Community commitment to cost-based spam prevention

Imagine how bad the physical junk mail problem would be if there was no cost to send through the post. In my own mail I'd say I probably get about 40% junk mail. On the other hand, I'd say that 90% or more of my e-mail is junk. One approach towards reducing electronic junk, including spam in e-mail and on the Web, is to assign a small cost to the act of sending mail, or posting information on a Web site. The idea is to have a tiny and manageable burden on legitimate users, but to make it prohibitive for spammers to make millions of attacks in order to get a few thousand spam messages or postings through. Some people have discussed using actual monetary cost for this purpose, but that's an approach fraught with problems. The necessary management of micro-payments and credits would be complex and probably expensive. Also, monetary values are dramatically different across geography and social stratum, so that what might seem an infinitesimal payment for someone in Western Europe or North America is a burden for someone in sub-saharan Africa. The Internet is considered a powerful tool for bridging the digital divide, and it would be very unfortunate to compromise this benefit.

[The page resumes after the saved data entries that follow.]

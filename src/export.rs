use std::io::Write;
use std::path::Path;
use csv::Writer;
use serde::Serialize;

use crate::error::AppError;
use crate::schedule::WeekReport;

/// One (day, slot) line of the tally export
#[derive(Debug, Serialize)]
struct TallyRecord<'a> {
    day: &'a str,
    slot: &'a str,
    players: usize,
    available: usize,
    tentative: usize,
    unavailable: usize,
    unknown: usize,
    qualification: String,
}

/// Writes per-slot tallies of every day as CSV
pub fn write_tallies<W: Write>(report: &WeekReport, writer: W) -> Result<(), AppError> {
    let mut wtr = Writer::from_writer(writer);

    for day in &report.days {
        for outcome in &day.slots {
            wtr.serialize(TallyRecord {
                day: &day.day,
                slot: &outcome.slot,
                players: day.players,
                available: outcome.tally.available,
                tentative: outcome.tally.tentative,
                unavailable: outcome.tally.unavailable,
                unknown: outcome.tally.unknown,
                qualification: outcome
                    .qualification
                    .map(|q| q.to_string())
                    .unwrap_or_default(),
            })?;
        }
    }

    wtr.flush()?;
    Ok(())
}

/// Exports the report's tallies to a CSV file, replacing it if present
pub fn export_tallies_to_csv(report: &WeekReport, csv_path: &Path) -> Result<(), AppError> {
    let file = std::fs::File::create(csv_path)?;
    write_tallies(report, file)?;
    tracing::info!(path = %csv_path.display(), days = report.days.len(), "tallies exported");
    Ok(())
}
//! # Custom Orders Authentication & Authorization
//!
//! Google sign-in, server-side sessions and the two authorization guards
//! that gate the order operations.
//!
//! ## Architecture
//!
//! ```text
//! Browser ──/auth/google──▶ IdentityProvider ──profile──▶ PrincipalRepository
//!                                                              │ find-or-create
//!                                                              ▼
//! Browser ◀──── sid cookie ───────────────────────────── SessionStore
//!
//! Request ──sid──▶ SessionStore ──▶ PrincipalRepository ──▶ guards ──▶ handler
//! ```
//!
//! - [`providers`]: the traits every external dependency sits behind
//! - [`stores`]: Redis, Postgres and in-memory implementations
//! - [`guards`]: pure `require_authenticated` / `require_admin` predicates
//! - `extractors`, `handlers`, `router` (feature `axum`): the HTTP surface
//!
//! ## Example: guarding a handler
//!
//! ```rust,ignore
//! use custom_orders_auth::extractors::{RequireAdmin, RequireAuthenticated};
//!
//! async fn my_orders(RequireAuthenticated(principal): RequireAuthenticated) { ... }
//! async fn all_orders(RequireAdmin(admin): RequireAdmin) { ... }
//! ```

#![deny(missing_docs)]
#![deny(clippy::unwrap_used)]
#![deny(clippy::expect_used)]
#![deny(clippy::panic)]
#![deny(clippy::todo)]
#![deny(clippy::unimplemented)]

pub mod config;
pub mod error;
pub mod guards;
pub mod providers;
pub mod state;
pub mod stores;

#[cfg(feature = "axum")]
pub mod context;
#[cfg(feature = "axum")]
pub mod cookies;
#[cfg(feature = "axum")]
pub mod extractors;
#[cfg(feature = "axum")]
pub mod handlers;
#[cfg(feature = "axum")]
pub mod router;

#[cfg(any(test, feature = "test-utils"))]
pub mod mocks;

// Re-exports
pub use config::AuthConfig;
pub use error::{AuthError, Result};
pub use guards::{require_admin, require_authenticated, AdminAllowList, Denial};
pub use state::{IdentityProfile, Principal, PrincipalId, Session, SessionId};

#[cfg(feature = "axum")]
pub use context::AuthContext;
#[cfg(feature = "axum")]
pub use router::auth_router;
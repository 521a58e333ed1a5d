//! Redis-based session store implementation.
//!
//! # Architecture
//!
//! Sessions are stored in Redis with:
//! - **Primary key**: `session:{session_id}` → bincode-serialized [`Session`]
//! - **TTL**: `SET EX` with the session lifetime, so Redis evicts expired records
//!
//! # Example
//!
//! ```no_run
//! use custom_orders_auth::stores::RedisSessionStore;
//!
//! # async fn example() -> Result<(), Box<dyn std::error::Error>> {
//! let store = RedisSessionStore::new("redis://127.0.0.1:6379").await?;
//! # Ok(())
//! # }
//! ```

use crate::error::{AuthError, Result};
use crate::providers::{BoxFuture, SessionStore};
use crate::state::{PrincipalId, Session, SessionId};
use chrono::Utc;
use redis::aio::ConnectionManager;
use redis::{AsyncCommands, Client};
use std::time::Duration;

/// Redis-based session store with TTL-based expiration.
///
/// Cloning is cheap: the `ConnectionManager` multiplexes one connection and
/// reconnects on failure.
#[derive(Clone)]
pub struct RedisSessionStore {
    /// Connection manager for connection pooling.
    conn_manager: ConnectionManager,
}

impl RedisSessionStore {
    /// Create a new Redis session store.
    ///
    /// # Arguments
    ///
    /// * `redis_url` - Redis connection URL (e.g., `redis://127.0.0.1:6379`)
    ///
    /// # Errors
    ///
    /// Returns error if connection to Redis fails.
    pub async fn new(redis_url: &str) -> Result<Self> {
        let client = Client::open(redis_url).map_err(|e| {
            AuthError::Configuration(format!("Failed to create Redis client: {e}"))
        })?;

        let conn_manager = ConnectionManager::new(client).await.map_err(|e| {
            AuthError::StoreError(format!("Failed to create Redis connection manager: {e}"))
        })?;

        Ok(Self { conn_manager })
    }

    /// Get the Redis key for a session.
    fn session_key(session_id: SessionId) -> String {
        format!("session:{}", session_id.0)
    }
}

impl SessionStore for RedisSessionStore {
    fn create(&self, principal_id: PrincipalId, ttl: Duration) -> BoxFuture<'_, Result<Session>> {
        Box::pin(async move {
            let mut conn = self.conn_manager.clone();

            let now = Utc::now();
            let lifetime = chrono::Duration::from_std(ttl)
                .map_err(|e| AuthError::Configuration(format!("Invalid session TTL: {e}")))?;
            let session = Session {
                session_id: SessionId::new(),
                principal_id,
                created_at: now,
                expires_at: now + lifetime,
            };

            let session_bytes = bincode::serialize(&session)
                .map_err(|e| AuthError::StoreError(format!("Failed to encode session: {e}")))?;

            let session_key = Self::session_key(session.session_id);
            let ttl_seconds = ttl.as_secs().max(1);

            let _: () = conn
                .set_ex(&session_key, session_bytes, ttl_seconds)
                .await
                .map_err(|e| AuthError::StoreError(format!("Failed to create session: {e}")))?;

            tracing::info!(
                session_id = %session.session_id,
                principal_id = %principal_id,
                ttl_seconds,
                "Created session in Redis"
            );

            Ok(session)
        })
    }

    fn get(&self, session_id: SessionId) -> BoxFuture<'_, Result<Option<Session>>> {
        Box::pin(async move {
            let mut conn = self.conn_manager.clone();
            let session_key = Self::session_key(session_id);

            let session_bytes: Option<Vec<u8>> = conn.get(&session_key).await.map_err(|e| {
                AuthError::StoreError(format!("Failed to get session from Redis: {e}"))
            })?;

            let Some(bytes) = session_bytes else {
                return Ok(None);
            };

            let session: Session = bincode::deserialize(&bytes)
                .map_err(|e| AuthError::StoreError(format!("Corrupt session record: {e}")))?;

            // Redis TTL normally removes these first; clock skew or PERSIST can leave them.
            if session.is_expired(Utc::now()) {
                tracing::warn!(
                    session_id = %session_id,
                    expires_at = %session.expires_at,
                    "Session expired (TTL should have cleaned this up)"
                );
                return Ok(None);
            }

            Ok(Some(session))
        })
    }

    fn delete(&self, session_id: SessionId) -> BoxFuture<'_, Result<()>> {
        Box::pin(async move {
            let mut conn = self.conn_manager.clone();
            let session_key = Self::session_key(session_id);

            let _: () = conn
                .del(&session_key)
                .await
                .map_err(|e| AuthError::StoreError(format!("Failed to delete session: {e}")))?;

            tracing::info!(session_id = %session_id, "Deleted session from Redis");

            Ok(())
        })
    }
}
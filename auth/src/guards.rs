//! Authorization guards.
//!
//! Pure predicates over the current principal. They never touch storage:
//! callers resolve the session first and pass the result in.
//!
//! | Guard | No principal | Principal, not admin | Admin |
//! |---|---|---|---|
//! | [`require_authenticated`] | `Unauthorized` (negotiated) | allow | allow |
//! | [`require_admin`] | `Unauthorized` (always redirect) | `Forbidden` | allow |

use crate::state::{normalize_email, Principal};
use std::collections::HashSet;

/// Message shown to signed-in users who are not on the admin list.
pub const FORBIDDEN_MESSAGE: &str = "Restricted: admin access only";

/// Message returned to programmatic clients that are not signed in.
pub const LOGIN_REQUIRED_MESSAGE: &str = "Login required";

/// Why a guard refused access.
#[derive(Debug, Clone, Copy, PartialEq, Eq)]
pub enum Denial {
    /// No principal attached to the session.
    ///
    /// `wants_json` selects a structured 401 over a redirect to the login page.
    Unauthorized {
        /// Caller is a programmatic client.
        wants_json: bool,
    },

    /// Signed in, but not allowed.
    Forbidden,
}

/// Case-insensitive set of administrator emails.
///
/// Built once from configuration and shared read-only.
#[derive(Debug, Clone, Default, PartialEq, Eq)]
pub struct AdminAllowList {
    emails: HashSet<String>,
}

impl AdminAllowList {
    /// Parse a comma-separated list such as `"Alice@X.com, bob@y.org"`.
    ///
    /// Entries are trimmed and lowercased; empty entries are dropped.
    #[must_use]
    pub fn parse(raw: &str) -> Self {
        let emails = raw
            .split(',')
            .map(normalize_email)
            .filter(|email| !email.is_empty())
            .collect();

        Self { emails }
    }

    /// Is `email` on the list? Case-insensitive.
    #[must_use]
    pub fn contains(&self, email: &str) -> bool {
        self.emails.contains(&normalize_email(email))
    }

    /// Iterate over the (normalized) addresses.
    pub fn iter(&self) -> impl Iterator<Item = &str> {
        self.emails.iter().map(String::as_str)
    }

    /// Number of admins.
    #[must_use]
    pub fn len(&self) -> usize {
        self.emails.len()
    }

    /// No admins configured?
    #[must_use]
    pub fn is_empty(&self) -> bool {
        self.emails.is_empty()
    }
}

/// Allow iff a principal is attached to the session.
///
/// # Errors
///
/// Returns [`Denial::Unauthorized`] carrying `wants_json` when no principal is present.
pub const fn require_authenticated(
    principal: Option<&Principal>,
    wants_json: bool,
) -> Result<&Principal, Denial> {
    match principal {
        Some(principal) => Ok(principal),
        None => Err(Denial::Unauthorized { wants_json }),
    }
}

/// Allow iff a principal is attached and its email is on the admin list.
///
/// # Errors
///
/// - [`Denial::Unauthorized`] (never negotiated, always a redirect) without a principal
/// - [`Denial::Forbidden`] when the principal is not an admin
pub fn require_admin<'a>(
    principal: Option<&'a Principal>,
    admins: &AdminAllowList,
) -> Result<&'a Principal, Denial> {
    let principal = principal.ok_or(Denial::Unauthorized { wants_json: false })?;

    if admins.contains(&principal.email) {
        Ok(principal)
    } else {
        Err(Denial::Forbidden)
    }
}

A more practical approach to cost-based spam is to force someone sending e-mail or posting a message to expend a non-trivial amount of CPU cycles in order to do so. That way, whether they are siting at an Internet cafe in Lagos, or on their home laptop in San Francisco, it shouldn't be a serious burden for them to post a legitimate entry, but it would be prohibitive for the spammer trying to attack a thousand Web sites with a hundred postings each. Such approaches are called "proof-of-work" schemes, and the most common of these is "hashcash".

Hashcash

Hashcash is a neat approach to cost-based spam reduction. It requires a user to compute a significant SHA-1 hash before posting content, for example by including a challenge in the JavaScript on the posting page. This ensures that the requester must expend a certain amount of CPU cycles in order to post, but it's quite inexpensive for the target site to check. It's basically a denial-of-service counter measure. The main problem with hashcash is that many spammers use "botnets", or hacked computers that have been reprogrammed to obey the spammer's commands. This means that the bad guys don't care so much about CPU usage since it's not their CPU that's in use. For this reason, hashcash makes most sense in combination with other anti-spam techniques.


Wrap up

If by now your head is spinning with all the tricks, terminology, and details relevant to the fight against Web spam, you get a sense of the seriousness and difficulty of the issue. But it's an area no modern Web developer can afford to ignore because the real Web 2.0 means harnessing the power of social groups to improve information systems. This will invariably attract nasty people as well as good people, and you'll soon learn that nasty people have rich incentives to be that way, and are thus very clever in their machinations. Almost any time you roll out a clever new Web 2.0 feature, you might be opening a door for a spammer. This tour through the convoluted world of spam and anti-spam should give you a sense of the problems with community on the Web, and some of the ways that same community can come together to find solutions.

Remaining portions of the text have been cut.